Hugging Face on Amazon SageMaker
Deep Learning Containers
Deep Learning Containers (DLCs) are Docker images pre-installed with deep learning frameworks and libraries such as 🤗 Transformers, 🤗 Datasets, and 🤗 Tokenizers. The DLCs allow you to start training models immediately, skipping the complicated process of building and optimizing your training environments from scratch. Our DLCs are thoroughly tested and optimized for deep learning environments, requiring no configuration or maintenance on your part. In particular, the Hugging Face Inference DLC comes with a pre-written serving stack which drastically lowers the technical bar of deep learning serving.
Our DLCs are available everywhere Amazon SageMaker is available. While it is possible to use the DLCs without the SageMaker Python SDK, there are many advantages to using SageMaker to train your model:
- Cost-effective: Training instances are only live for the duration of your job. Once your job is complete, the training cluster stops, and you won’t be billed anymore. SageMaker also supports Spot instances, which can reduce costs up to 90%.
- Built-in automation: SageMaker automatically stores training metadata and logs in a serverless managed metastore and fully manages I/O operations with S3 for your datasets, checkpoints, and model artifacts.
- Multiple security mechanisms: SageMaker offers encryption at rest, in transit, Virtual Private Cloud connectivity, and Identity and Access Management to secure your data and code.
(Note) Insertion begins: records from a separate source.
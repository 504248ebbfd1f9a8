//! # marketdb
//!
//! Postgres storage for trading-market metadata: data sources, markets,
//! trading pairs, prices, OHLCVT candles and wallets.
//!
//! ## Features
//!
//! - **Dynamic SQL**: every repository renders its statements with the
//!   [`qb`] builder; placeholders are numbered once, at render time
//! - **Composable filters**: nested AND/OR brackets and value/range lists
//! - **Safe defaults**: an empty WHERE is `1=1`, an UPDATE requires SET
//! - **Transactional writes**: commit/rollback with serialization-conflict retry
//! - **Transaction-friendly reads**: pass a transaction anywhere a `GenericClient` is expected
//! - **Structured logging**: every statement is traced under `marketdb.sql`
//!
//! ## Query Builder (qb)
//!
//! ```ignore
//! use marketdb::{params, qb};
//!
//! let mut update = qb::update("core.markets");
//! update.set_update("symbol", "BTC-USDT");
//! update.and_where_value("id = ?", 7i64);
//! let built = update.generate_sql()?;
//! // UPDATE core.markets SET symbol = $1 WHERE (id = $2)
//! ```
//!
//! ## Repositories
//!
//! ```ignore
//! let store = Arc::new(Store::from_config(&StoreConfig::load("marketdb.toml")?)?);
//! let services = Services::new(store);
//! let btc = services.markets.get(&MarketSelect::BySymbol("BTC".into())).await?;
//! ```

pub mod client;
pub mod config;
pub mod entity;
pub mod error;
pub mod executor;
pub mod log;
pub mod pool;
pub mod prelude;
pub mod qb;
pub mod row;
pub mod service;
pub mod transaction;

pub use client::{GenericClient, RowStream, StreamingClient};
pub use config::{DatabaseConfig, ExecutorConfig, LoggingConfig, StoreConfig};
pub use error::{OrmError, OrmResult};
pub use executor::{Executor, RecordStream};
pub use log::SqlLogger;
pub use pool::{create_pool, create_pool_with_tls};
pub use qb::{BuiltQuery, FilterBracket, Param, QueryBuilder, ValueFilter};
pub use row::{FromRow, RowExt};
pub use service::{Services, Store};
//! Parameter storage using Arc for clone-friendly query builders.

use std::sync::Arc;
use tokio_postgres::types::ToSql;

/// A clone-friendly bound value.
///
/// Cloning a builder (or rendering it twice) shares the values instead of
/// copying them.
#[derive(Clone)]
pub struct Param(pub(crate) Arc<dyn ToSql + Send + Sync>);

impl Param {
    /// Create a new parameter from any ToSql value.
    pub fn new<T: ToSql + Send + Sync + 'static>(value: T) -> Self {
        Param(Arc::new(value))
    }

    /// Get a reference to the inner value as a ToSql trait object.
    pub fn as_ref(&self) -> &(dyn ToSql + Sync) {
        &*self.0 as &(dyn ToSql + Sync)
    }

    /// Human-readable rendering of the value for diagnostics.
    ///
    /// Strings are shown without their surrounding quotes so that a selection
    /// reads `symbol = BTC-USD` rather than `symbol = "BTC-USD"`.
    pub fn describe(&self) -> String {
        let rendered = format!("{:?}", self.0);
        match rendered
            .strip_prefix('"')
            .and_then(|s| s.strip_suffix('"'))
        {
            Some(inner) => inner.to_string(),
            None => rendered,
        }
    }
}

impl std::fmt::Debug for Param {
    fn fmt(&self, f: &mut std::fmt::Formatter<'_>) -> std::fmt::Result {
        f.debug_tuple("Param").field(&self.0).finish()
    }
}

/// Build a `Vec<Param>` from heterogeneous values.
///
/// ```ignore
/// let args = marketdb::params!["BTC-USD", 1i16];
/// ```
#[macro_export]
macro_rules! params {
    () => {
        ::std::vec::Vec::<$crate::qb::Param>::new()
    };
    ($($value:expr),+ $(,)?) => {
        ::std::vec![$($crate::qb::Param::new($value)),+]
    };
}

/// The flat, ordered argument list of a rendered statement.
///
/// Position `i` binds placeholder `$i+1`.
#[derive(Clone, Debug, Default)]
pub struct Args {
    params: Vec<Param>,
}

impl Args {
    /// Create a new empty argument list.
    pub fn new() -> Self {
        Self { params: Vec::new() }
    }

    pub(crate) fn push(&mut self, param: Param) -> usize {
        self.params.push(param);
        self.params.len()
    }

    /// Get the current parameter count.
    pub fn len(&self) -> usize {
        self.params.len()
    }

    /// Check if the list is empty.
    pub fn is_empty(&self) -> bool {
        self.params.is_empty()
    }

    /// Iterate over the bound values in placeholder order.
    pub fn iter(&self) -> impl Iterator<Item = &Param> {
        self.params.iter()
    }

    /// Get all parameters as references for tokio-postgres.
    pub fn as_refs(&self) -> Vec<&(dyn ToSql + Sync)> {
        self.params.iter().map(|p| p.as_ref()).collect()
    }

    /// Diagnostic rendering of every value, in placeholder order.
    pub fn describe(&self) -> Vec<String> {
        self.params.iter().map(Param::describe).collect()
    }
}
Hugging Face DLCs are open source and licensed under Apache 2.0. Feel free to reach out on our community forum if you have any questions. For premium support, our Expert Acceleration Program gives you direct dedicated support from our team.
Features & benefits 🔥
Hugging Face DLCs make it easier than ever to train Transformer models in SageMaker. Here is why you should consider using Hugging Face DLCs to train and deploy your next machine learning models:
One command is all you need
With the new Hugging Face DLCs, train cutting-edge Transformers-based NLP models in a single line of code. Choose from multiple DLC variants, each one optimized for TensorFlow and PyTorch, single-GPU, single-node multi-GPU, and multi-node clusters.
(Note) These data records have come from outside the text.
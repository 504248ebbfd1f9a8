//! Error types for marketdb

use thiserror::Error;

/// Result type alias for marketdb operations
pub type OrmResult<T> = Result<T, OrmError>;

/// Error types for statement construction and database operations
#[derive(Debug, Error)]
pub enum OrmError {
    /// The builder was given inconsistent input (field/value count mismatch,
    /// placeholder/argument count mismatch).
    #[error("Structural error: {0}")]
    Structural(String),

    /// An UPDATE was requested without any assignment.
    #[error("Cannot update without new value: {0}")]
    NoOpUpdate(String),

    /// Database connection error
    #[error("Connection error: {0}")]
    Connection(String),

    /// Query execution error
    #[error("Query error: {0}")]
    Query(#[from] tokio_postgres::Error),

    /// Row not found
    #[error("Not found: {0}")]
    NotFound(String),

    /// Query returned more rows than expected
    #[error("Too many rows: expected {expected}, got {got}")]
    TooManyRows { expected: usize, got: usize },

    /// Unique constraint violation
    #[error("Unique constraint violation: {0}")]
    UniqueViolation(String),

    /// Foreign key constraint violation
    #[error("Foreign key violation: {0}")]
    ForeignKeyViolation(String),

    /// Check constraint violation
    #[error("Check constraint violation: {0}")]
    CheckViolation(String),

    /// Serialization failure or deadlock; the transaction may be retried
    #[error("Serialization failure: {0}")]
    SerializationFailure(String),

    /// Row decode/mapping error
    #[error("Decode error on column '{column}': {message}")]
    Decode { column: String, message: String },

    /// Validation error
    #[error("Validation error: {0}")]
    Validation(String),

    /// Pool error
    #[error("Pool error: {0}")]
    Pool(String),

    /// Configuration error
    #[error("Config error: {0}")]
    Config(String),

    /// Other errors
    #[error("{0}")]
    Other(String),
}

impl OrmError {
    /// Create a structural error
    pub fn structural(message: impl Into<String>) -> Self {
        Self::Structural(message.into())
    }

    /// Create a decode error for a specific column
    pub fn decode(column: impl Into<String>, message: impl Into<String>) -> Self {
        Self::Decode {
            column: column.into(),
            message: message.into(),
        }
    }

    /// Create a not found error
    pub fn not_found(message: impl Into<String>) -> Self {
        Self::NotFound(message.into())
    }

    /// Create a validation error
    pub fn validation(message: impl Into<String>) -> Self {
        Self::Validation(message.into())
    }

    /// Create a too-many-rows error
    pub fn too_many_rows(expected: usize, got: usize) -> Self {
        Self::TooManyRows { expected, got }
    }

    /// Check if this is a unique violation error
    pub fn is_unique_violation(&self) -> bool {
        matches!(self, Self::UniqueViolation(_))
    }

    /// Check if this is a not found error
    pub fn is_not_found(&self) -> bool {
        matches!(self, Self::NotFound(_))
    }

    /// Check if this is a no-op update error
    pub fn is_no_op_update(&self) -> bool {
        matches!(self, Self::NoOpUpdate(_))
    }

    /// Whether the surrounding transaction can be retried as a whole
    pub fn is_retryable(&self) -> bool {
        matches!(self, Self::SerializationFailure(_))
    }

    /// Parse a tokio_postgres error into a more specific OrmError
    pub fn from_db_error(err: tokio_postgres::Error) -> Self {
        if let Some(db_err) = err.as_db_error() {
            let constraint = db_err.constraint().unwrap_or("unknown");
            let message = db_err.message();

            match db_err.code().code() {
                "23505" => return Self::UniqueViolation(format!("{}: {}", constraint, message)),
                "23503" => {
                    return Self::ForeignKeyViolation(format!("{}: {}", constraint, message));
                }
                "23514" => return Self::CheckViolation(format!("{}: {}", constraint, message)),
                "40001" | "40P01" => return Self::SerializationFailure(message.to_string()),
                _ => {}
            }
        }
        Self::Query(err)
    }
}

impl From<deadpool_postgres::PoolError> for OrmError {
    fn from(err: deadpool_postgres::PoolError) -> Self {
        Self::Pool(err.to_string())
    }
}
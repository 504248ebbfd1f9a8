//! Market metadata entities and their repositories.
//!
//! Every table lives in the `core` schema. Each entity module exposes:
//!
//! - the record (scanned with [`crate::FromRow`]),
//! - a `New…` input for `create` and a `…Patch` for partial `update`,
//! - a `…Select` enum naming the ways one record can be addressed,
//! - a `…Filter` for `list`,
//! - the statement constructors (`insert_query`, `update_query`,
//!   `select_query`, `list_query`) as plain functions,
//! - a repository that runs them through the shared [`crate::Store`].

pub mod data_source;
pub mod lookup;
pub mod market;
pub mod ohlcvt;
pub mod price;
pub mod trading_pair;
pub mod wallet;

pub use data_source::{
    DataSource, DataSourceFilter, DataSourcePatch, DataSourceRepo, DataSourceSelect,
    NewDataSource,
};
pub use lookup::Lookup;
pub use market::{Market, MarketFilter, MarketPatch, MarketRepo, MarketSelect, MarketType, NewMarket};
pub use ohlcvt::{NewOhlcvt, Ohlcvt, OhlcvtFilter, OhlcvtPatch, OhlcvtRepo, OhlcvtSelect};
pub use price::{NewPrice, Price, PriceFilter, PricePatch, PriceRepo, PriceSelect};
pub use trading_pair::{
    NewTradingPair, TradingPair, TradingPairFilter, TradingPairPatch, TradingPairRepo,
    TradingPairSelect,
};
pub use wallet::{NewWallet, Wallet, WalletFilter, WalletPatch, WalletRepo, WalletSelect};

use crate::qb::QueryBuilder;
use serde::Deserialize;

/// Paging for `list` queries.
#[derive(Debug, Clone, Copy, Default, PartialEq, Eq, Deserialize)]
pub struct Page {
    pub limit: Option<i64>,
    pub offset: Option<i64>,
}

impl Page {
    pub fn new(limit: i64, offset: i64) -> Self {
        Self {
            limit: Some(limit),
            offset: Some(offset),
        }
    }

    pub(crate) fn apply(&self, qb: &mut QueryBuilder) {
        if let Some(limit) = self.limit {
            qb.limit(limit);
        }
        if let Some(offset) = self.offset {
            qb.offset(offset);
        }
    }
}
Accelerate machine learning from science to production
In addition to Hugging Face DLCs, we created a first-class Hugging Face extension for the SageMaker Python SDK to accelerate data science teams, reducing the time required to set up and run experiments from days to minutes.
You can use the Hugging Face DLCs with SageMaker’s automatic model tuning to optimize your training hyperparameters and increase the accuracy of your models.
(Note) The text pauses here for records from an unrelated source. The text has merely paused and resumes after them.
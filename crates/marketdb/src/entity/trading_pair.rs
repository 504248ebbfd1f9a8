//! Trading pairs: a base market quoted in a quote market on one data source.
//!
//! Reads join both markets and the data source so a pair carries its symbols
//! and source name. Writes only touch `core.trading_pairs` and re-read the
//! joined record afterwards.

use crate::client::StreamingClient;
use crate::entity::{
    DataSource, DataSourceRepo, DataSourceSelect, Lookup, Market, MarketRepo, MarketSelect, Page,
};
use crate::error::{OrmError, OrmResult};
use crate::executor::RecordStream;
use crate::params;
use crate::qb::{self, BuiltQuery, FilterBracket, QueryBuilder, ValueFilter};
use crate::row::{FromRow, RowExt};
use crate::service::Store;
use rust_decimal::Decimal;
use serde::{Deserialize, Serialize};
use std::sync::Arc;
use tokio_postgres::Row;

pub const TABLE: &str = "core.trading_pairs";

const PAIR_COLUMNS: &[&str] = &[
    "p.id",
    "p.base_market_id",
    "p.quote_market_id",
    "p.data_source_id",
    "p.tick_size",
    "p.decimals",
];

/// Largest number of decimal places a pair may quote with.
pub const MAX_DECIMALS: i16 = 18;

#[derive(Debug, Clone, PartialEq, Serialize)]
pub struct TradingPair {
    pub id: i64,
    pub base_market_id: i64,
    pub quote_market_id: i64,
    pub data_source_id: i64,
    pub base_symbol: String,
    pub quote_symbol: String,
    pub data_source: String,
    pub tick_size: Decimal,
    pub decimals: i16,
}

impl FromRow for TradingPair {
    fn from_row(row: &Row) -> OrmResult<Self> {
        Ok(Self {
            id: row.try_get_column("id")?,
            base_market_id: row.try_get_column("base_market_id")?,
            quote_market_id: row.try_get_column("quote_market_id")?,
            data_source_id: row.try_get_column("data_source_id")?,
            base_symbol: row.try_get_column("base_symbol")?,
            quote_symbol: row.try_get_column("quote_symbol")?,
            data_source: row.try_get_column("data_source")?,
            tick_size: row.try_get_column("tick_size")?,
            decimals: row.try_get_column("decimals")?,
        })
    }
}

/// A new pair, addressed by its natural key.
#[derive(Debug, Clone, Deserialize)]
pub struct NewTradingPair {
    pub base_symbol: String,
    pub quote_symbol: String,
    pub data_source: String,
    pub tick_size: Decimal,
    pub decimals: i16,
}

impl NewTradingPair {
    pub fn validate(&self) -> OrmResult<()> {
        if self.base_symbol == self.quote_symbol {
            return Err(OrmError::validation(format!(
                "base and quote market must differ ({})",
                self.base_symbol
            )));
        }
        check_tick_size(self.tick_size)?;
        check_decimals(self.decimals)
    }
}

#[derive(Debug, Clone, Default, Deserialize)]
#[serde(default)]
pub struct TradingPairPatch {
    pub tick_size: Option<Decimal>,
    pub decimals: Option<i16>,
}

impl TradingPairPatch {
    pub fn validate(&self) -> OrmResult<()> {
        if let Some(tick_size) = self.tick_size {
            check_tick_size(tick_size)?;
        }
        if let Some(decimals) = self.decimals {
            check_decimals(decimals)?;
        }
        Ok(())
    }
}

fn check_tick_size(tick_size: Decimal) -> OrmResult<()> {
    if tick_size <= Decimal::ZERO {
        return Err(OrmError::validation(format!(
            "tick size must be positive, got {tick_size}"
        )));
    }
    Ok(())
}

fn check_decimals(decimals: i16) -> OrmResult<()> {
    if !(0..=MAX_DECIMALS).contains(&decimals) {
        return Err(OrmError::validation(format!(
            "decimals must be within 0..={MAX_DECIMALS}, got {decimals}"
        )));
    }
    Ok(())
}

#[derive(Debug, Clone, PartialEq, Eq)]
pub enum TradingPairSelect {
    ById(i64),
    ByKey {
        base_symbol: String,
        quote_symbol: String,
        data_source: String,
    },
}

#[derive(Debug, Clone, Default, Deserialize)]
#[serde(default)]
pub struct TradingPairFilter {
    pub base_symbol: Option<String>,
    pub quote_symbol: Option<String>,
    pub data_source: Option<String>,
    /// Matches any of the values or ranges.
    pub tick_size: Vec<ValueFilter<Decimal>>,
    pub decimals: Vec<ValueFilter<i16>>,
    pub page: Page,
}

/// The joined projection shared by `get` and `list`.
fn joined_select() -> QueryBuilder {
    let mut qb = qb::select("core.trading_pairs p");
    qb.select(PAIR_COLUMNS)
        .join("JOIN core.markets b ON b.id = p.base_market_id")
        .select(&["b.symbol AS base_symbol"])
        .join("JOIN core.markets q ON q.id = p.quote_market_id")
        .select(&["q.symbol AS quote_symbol"])
        .join("JOIN core.data_sources s ON s.id = p.data_source_id")
        .select(&["s.name AS data_source"]);
    qb
}

/// `INSERT` of a pair whose markets and data source were already resolved.
/// Returns only the new id; the joined record is read back separately.
pub fn insert_query(
    new: &NewTradingPair,
    base: &Market,
    quote: &Market,
    source: &DataSource,
) -> OrmResult<BuiltQuery> {
    let mut qb = qb::insert(TABLE);
    qb.set_insert_field(&[
        "base_market_id",
        "quote_market_id",
        "data_source_id",
        "tick_size",
        "decimals",
    ]);
    qb.set_insert_values(params![base.id, quote.id, source.id, new.tick_size, new.decimals])?;
    qb.set_return_fields(&["id"]);
    qb.generate_sql()
}

/// Validated `UPDATE` by id, returning the id.
pub fn update_query(id: i64, patch: &TradingPairPatch) -> OrmResult<BuiltQuery> {
    patch.validate()?;
    let mut qb = qb::update(TABLE);
    qb.set_update_opt("tick_size", patch.tick_size)
        .set_update_opt("decimals", patch.decimals)
        .and_where_value("id = ?", id)
        .set_return_fields(&["id"]);
    qb.generate_sql()
}

/// Joined lookup. `ByKey` matches on market symbols and the source name,
/// not on ids.
pub fn select_query(select: &TradingPairSelect) -> OrmResult<BuiltQuery> {
    let mut qb = joined_select();
    match select {
        TradingPairSelect::ById(id) => {
            qb.and_where_value("p.id = ?", *id);
        }
        TradingPairSelect::ByKey {
            base_symbol,
            quote_symbol,
            data_source,
        } => {
            qb.and_where_value("b.symbol = ?", base_symbol.clone())
                .and_where_value("q.symbol = ?", quote_symbol.clone())
                .and_where_value("s.name = ?", data_source.clone());
        }
    }
    qb.generate_sql()
}

/// Joined listing with symbol, source, tick size and decimals filters.
pub fn list_query(filter: &TradingPairFilter) -> OrmResult<BuiltQuery> {
    let mut qb = joined_select();
    qb.and_where_opt("b.symbol = ?", filter.base_symbol.clone())
        .and_where_opt("q.symbol = ?", filter.quote_symbol.clone())
        .and_where_opt("s.name = ?", filter.data_source.clone())
        .and_bracket(FilterBracket::any_of("p.tick_size", filter.tick_size.iter().cloned()))
        .and_bracket(FilterBracket::any_of("p.decimals", filter.decimals.iter().cloned()))
        .order_by("p.id ASC");
    filter.page.apply(&mut qb);
    qb.generate_sql()
}

#[derive(Clone)]
pub struct TradingPairRepo {
    store: Arc<Store>,
    markets: MarketRepo,
    data_sources: DataSourceRepo,
}

impl TradingPairRepo {
    pub fn new(store: Arc<Store>, markets: MarketRepo, data_sources: DataSourceRepo) -> Self {
        Self {
            store,
            markets,
            data_sources,
        }
    }

    /// Resolve both markets and the data source concurrently, then insert.
    pub async fn create(&self, new: &NewTradingPair) -> OrmResult<TradingPair> {
        new.validate()?;

        let base_select = MarketSelect::BySymbol(new.base_symbol.clone());
        let quote_select = MarketSelect::BySymbol(new.quote_symbol.clone());
        let source_select = DataSourceSelect::ByName(new.data_source.clone());
        let (base, quote, source) = tokio::join!(
            self.markets.find(&base_select),
            self.markets.find(&quote_select),
            self.data_sources.find(&source_select),
        );
        let base = base?.require("base market")?;
        let quote = quote?.require("quote market")?;
        let source = source?.require("data source")?;

        let built = insert_query(new, &base, &quote, &source)?;
        let id: i64 = {
            let mut client = self.store.client().await?;
            self.store
                .executor()
                .write_one(&mut client, "trading_pairs.create", &built)
                .await?
        };
        self.get(&TradingPairSelect::ById(id)).await
    }

    pub async fn update(&self, id: i64, patch: &TradingPairPatch) -> OrmResult<TradingPair> {
        let built = update_query(id, patch)?;
        let id: i64 = {
            let mut client = self.store.client().await?;
            self.store
                .executor()
                .write_one(&mut client, "trading_pairs.update", &built)
                .await?
        };
        self.get(&TradingPairSelect::ById(id)).await
    }

    pub async fn get(&self, select: &TradingPairSelect) -> OrmResult<TradingPair> {
        let built = select_query(select)?;
        let client = self.store.client().await?;
        self.store
            .executor()
            .fetch_one(&client, "trading_pairs.get", &built)
            .await
    }

    pub async fn find(&self, select: &TradingPairSelect) -> OrmResult<Lookup<TradingPair>> {
        Lookup::from_result(self.get(select).await)
    }

    pub async fn list(&self, filter: &TradingPairFilter) -> OrmResult<Vec<TradingPair>> {
        let built = list_query(filter)?;
        let client = self.store.client().await?;
        self.store
            .executor()
            .fetch_all(&client, "trading_pairs.list", &built)
            .await
    }

    /// Stream matching pairs over a caller-held connection.
    pub async fn list_stream<C: StreamingClient>(
        &self,
        conn: &C,
        filter: &TradingPairFilter,
    ) -> OrmResult<RecordStream<TradingPair>> {
        let built = list_query(filter)?;
        self.store
            .executor()
            .fetch_stream(conn, "trading_pairs.list_stream", &built)
            .await
    }
}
Deploy your trained models for inference with just one more line of code or select any of the 10,000+ publicly available models from the model Hub and deploy them with SageMaker.
Easily track and compare your experiments and training artifacts in SageMaker Studio’s web-based integrated development environment (IDE).
Built-in performance
Hugging Face DLCs feature built-in performance optimizations for PyTorch and TensorFlow to train NLP models faster. The DLCs also give you the flexibility to choose a training infrastructure that best aligns with the price/performance ratio for your workload.
The Hugging Face Training DLCs are fully integrated with SageMaker distributed training libraries to train models faster than ever, using the latest generation of instances available on Amazon Elastic Compute Cloud.
Hugging Face Inference DLCs provide you with production-ready endpoints that scale quickly with your AWS environment, built-in monitoring, and a ton of enterprise features.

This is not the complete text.